O chanceler chamou de “mentirosos” aqueles que estão dizendo que há “torturados” e “desaparecidos”, instando-os a “apresentarem provas”. Esse sempre foi um dos orgulhos da democracia cubana e da revolução: de que não há torturados nem desaparecidos na Ilha, ao contrário do que foi quase a norma no continente.

Sobre a pandemia, Rodríguez denunciou que o mecanismo COVAX falhou miseravelmente no fornecimento das vacinas “acordadas e pagas”. O governo dos Estados Unidos sabia muito bem que este mecanismo não era viável para Cuba, disse o chanceler, que aludiu à forma como tem sido manipulada a questão cubana e o acesso às vacinas.

Western Union

Quanto às “remessas” de parentes e amigos que vivem nos EUA – questão que não concerne apenas Cuba mas também a imigrantes de vários outros países latino-americanos – Rodríguez enfatizou que não foi o governo cubano que as “limitou ou suspendeu”, mas uma ação tomada pelo governo Trump.

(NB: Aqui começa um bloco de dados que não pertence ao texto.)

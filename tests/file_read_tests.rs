//! 基于文件的读取测试

use parcsv::prelude::*;
use std::io::Write;
use tempfile::NamedTempFile;

/// 创建测试 CSV 文件
fn create_csv_file(content: &str) -> NamedTempFile {
    let mut file = NamedTempFile::new().expect("创建临时文件失败");
    write!(file, "{}", content).expect("写入内容失败");
    file.flush().expect("flush 失败");
    file
}

#[test]
fn test_read_path_with_header() {
    let file = create_csv_file("id,name\n1,alpha\n2,beta\n3,gamma\n");
    let schema = [ColumnType::Int64, ColumnType::Str];

    let (store, summary) = read_path(
        file.path(),
        &schema,
        CsvDialect::default(),
        true,
        ReadOptions::default(),
        10.0,
    )
    .unwrap();

    assert_eq!(summary.nrows, 3);
    assert_eq!(
        store.column(0),
        ColumnData::Int64(vec![Some(1), Some(2), Some(3)])
    );
}

#[test]
fn test_read_path_missing_file_is_io_error() {
    let schema = [ColumnType::Str];
    let err = read_path(
        "/definitely/not/a/real/file.csv",
        &schema,
        CsvDialect::default(),
        false,
        ReadOptions::default(),
        10.0,
    )
    .unwrap_err();
    assert!(err.is_io_error());
}

#[test]
fn test_read_path_semicolon_dialect() {
    let file = create_csv_file("1;a\n2;b\n");
    let schema = [ColumnType::Int64, ColumnType::Str];

    let (store, summary) = read_path(
        file.path(),
        &schema,
        CsvDialect::new(b';', b'"'),
        false,
        ReadOptions::default(),
        4.0,
    )
    .unwrap();

    assert_eq!(summary.nrows, 2);
    assert_eq!(
        store.column(1),
        ColumnData::Str(vec![Some("a".to_string()), Some("b".to_string())])
    );
}
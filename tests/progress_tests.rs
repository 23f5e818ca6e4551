//! 进度回报的集成测试
//!
//! 小而快的读取不应闪现进度：启动延迟内完成时一次都不回报。

use parcsv::prelude::*;
use std::sync::{Arc, Mutex};

/// 把所有回报收集起来的测试接收端
struct CollectingSink {
    calls: Arc<Mutex<Vec<(f64, ProgressStatus)>>>,
}

impl ProgressSink for CollectingSink {
    fn progress(&self, fraction: f64, status: ProgressStatus) {
        self.calls.lock().unwrap().push((fraction, status));
    }
}

#[test]
fn test_small_input_reports_nothing() {
    let calls = Arc::new(Mutex::new(Vec::new()));
    let sink = CollectingSink { calls: Arc::clone(&calls) };

    let input: Vec<u8> = "a,b\n".repeat(50_000).into_bytes();
    let schema = vec![ColumnType::Str, ColumnType::Str];
    let factory = CsvContextFactory::new(
        input,
        CsvDialect::default(),
        schema.clone(),
        false,
    );
    let store = MemoryColumns::new(&schema);
    let options = ReadOptions {
        nthreads: 2,
        max_nrows: u64::MAX,
        report_progress: true,
    };
    let mut reader = ChunkedReader::new(factory, store, options, 4.0)
        .with_progress(Box::new(sink));

    let summary = reader.read_all().unwrap();
    assert_eq!(summary.nrows, 50_000);
    // 读取远快于 0.75 秒的启动延迟，接收端不应被调用
    assert!(calls.lock().unwrap().is_empty());
}

#[test]
fn test_progress_disabled_is_fine_with_sink_attached() {
    let input = b"1,a\n2,b\n".to_vec();
    let schema = vec![ColumnType::Int64, ColumnType::Str];
    let factory = CsvContextFactory::new(
        input,
        CsvDialect::default(),
        schema.clone(),
        false,
    );
    let store = MemoryColumns::new(&schema);
    let options = ReadOptions {
        nthreads: 2,
        max_nrows: u64::MAX,
        report_progress: false,
    };
    let mut reader = ChunkedReader::new(factory, store, options, 4.0)
        .with_progress(Box::new(NullProgress));

    let summary = reader.read_all().unwrap();
    assert_eq!(summary.nrows, 2);
}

Rodríguez disse ainda que o governo dos EUA mente descaradamente quando afirma que o governo cubano se apropria de parte das remessas. “As remessas não são tributadas, não existem impostos, não existem tarifas. Quem estabelece a comissão de serviço não é o governo cubano, é a empresa [norte-americana] Western Union”, sublinhou.

Quanto aos serviços consulares, foi de Trump a iniciativa de quase zerá-los, ele lembrou, sob a alegação do ‘ataque sônico’ – que ninguém jamais comprovou, e sobre o qual há a hipótese até de se tratar de ruído de cigarras.